Could my 340 block be filled?

OK, thanks. The coil is a 0.7 ohm primary resistance, which is about 1/2 of stock. Stock is around 1.4-1.6 ohms primary resistance. That is not horrible per se, but will cause the ballast to heat up more than normal.

I cannot find that ballast (Standard's old catalogs aren't online) but it may be a Chevy one at 1.5 ohms cold. Stock is 0.5-0.6 ohms cold. That does not sound like much but......

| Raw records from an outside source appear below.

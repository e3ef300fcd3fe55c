//! Per-run evaluation context.
//!
//! An [`Engine`] lives for exactly one validation run. It owns the variable
//! scope and the caches of parsed XML documents and compiled XPaths, and
//! dispatches the evaluation and validation function catalogs. Function
//! failures never escape: evaluation failures become failed
//! [`ValueEvaluation`]s and validation failures become a single ERROR.

use std::collections::btree_map::Entry;
use std::collections::{BTreeMap, BTreeSet};
use std::path::{Path, PathBuf};
use std::sync::Arc;

use tracing::{debug, trace, warn};

use psp_model::{CancellationToken, Level, ValidationResult};
use psp_tools::ToolManager;
use psp_xml::{XPath, XPathError, XmlDocument};

use crate::contract::{Bindings, ParamValue, PatternSource};
use crate::error::EngineError;
use crate::function::{EvaluationFunction, EvaluationKind, ValidationFunction, ValidationKind};
use crate::pattern::ResolvedPattern;
use crate::ruleset::{RuleSet, VariableDefinition};
use crate::scope::{ProvidedValues, VariableScope};
use crate::value::{Value, ValueEvaluation, ValueType};

pub struct Engine<'a> {
    rules: &'a RuleSet,
    tools: &'a ToolManager,
    provided: &'a ProvidedValues,
    cancel: CancellationToken,
    scope: VariableScope,
    documents: BTreeMap<PathBuf, Result<Arc<XmlDocument>, String>>,
    xpaths: BTreeMap<String, Result<Arc<XPath>, XPathError>>,
}
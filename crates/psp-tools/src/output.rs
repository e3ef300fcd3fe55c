use psp_xml::XmlDocument;

use crate::config::OutputFormat;
use crate::error::OutputParsingError;
use crate::tool::ExternalTool;

/// Tool output turned into the object binary profiles are checked against.
#[derive(Debug, Clone)]
pub enum ToolOutput {
    Xml(XmlDocument),
    Text(String),
}

impl ToolOutput {
    pub fn parse(
        tool: ExternalTool,
        format: OutputFormat,
        raw: &str,
    ) -> Result<Self, OutputParsingError> {
        if raw.trim().is_empty() {
            return Err(OutputParsingError::Empty { tool });
        }
        match format {
            OutputFormat::Xml => XmlDocument::parse(raw)
                .map(ToolOutput::Xml)
                .map_err(|source| OutputParsingError::Xml { tool, source }),
            OutputFormat::Text => Ok(ToolOutput::Text(raw.to_string())),
        }
    }
}

#[cfg(test)]
mod tests {
    use super::*;

    #[test]
    fn empty_output_is_a_parsing_error() {
        let error = ToolOutput::parse(ExternalTool::Mp3val, OutputFormat::Text, "  \n")
            .expect_err("empty output");
        assert!(matches!(error, OutputParsingError::Empty { .. }));
    }

    #[test]
    fn broken_xml_is_a_parsing_error() {
        let error = ToolOutput::parse(ExternalTool::Jpylyzer, OutputFormat::Xml, "<jpylyzer>")
            .expect_err("broken xml");
        assert!(matches!(error, OutputParsingError::Xml { .. }));
    }
}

The ballast resistance will shoot up when hot; it is designed to do that. If you are starting with a 1.5 ohm cold ballast resistance, I have measured those to go up to around 6-7 ohms hot (with a stock coil), while the original type ballast will go up only to about 2 ohms. That resistance dominates over the coil's primary resistance and will set the coil current at about 40% of a stock ballast and stock coil. Since coil energy is proportional to the SQUARE of the current, the coil energy will drop almost sixfold.... and spark voltage will drop too.

But after the ballast cools (in a few minutes) then it ought to be back up there. So that does not explain all of the symptoms, but maybe some of the hot restart issues. (FWIW, it takes about a 30-60 seconds for a ballast to get to its hot resistance.)

Measure the ballast resistance cold, end to end, with one end's wiring disconnected, as follows: First, put the ohmmeter leads together and take a reading of the lead resistance alone; do that a few times and average the readings. Then measure the ballast with the meter and subtract the lead resistance. See what you have and let us know. The Mopar system uses an unusually low ballast resistance and that needs to be maintained.

The MSD ballast PN that 69_340_GTS listed above is 2nd best. The best ballast is an OEM Mopar ballast at the 0.5-0.6 ohm cold resistance range. Either may work OK with that low MSD coil primary resistance, but I would probably use the MSD ballast there. You that you will get as good a spark from a Pertronix Flamethrower 40011 with a 1.5 ohm primary resistance.

This may not be the whole problem but the wrong ballast would just make things worse.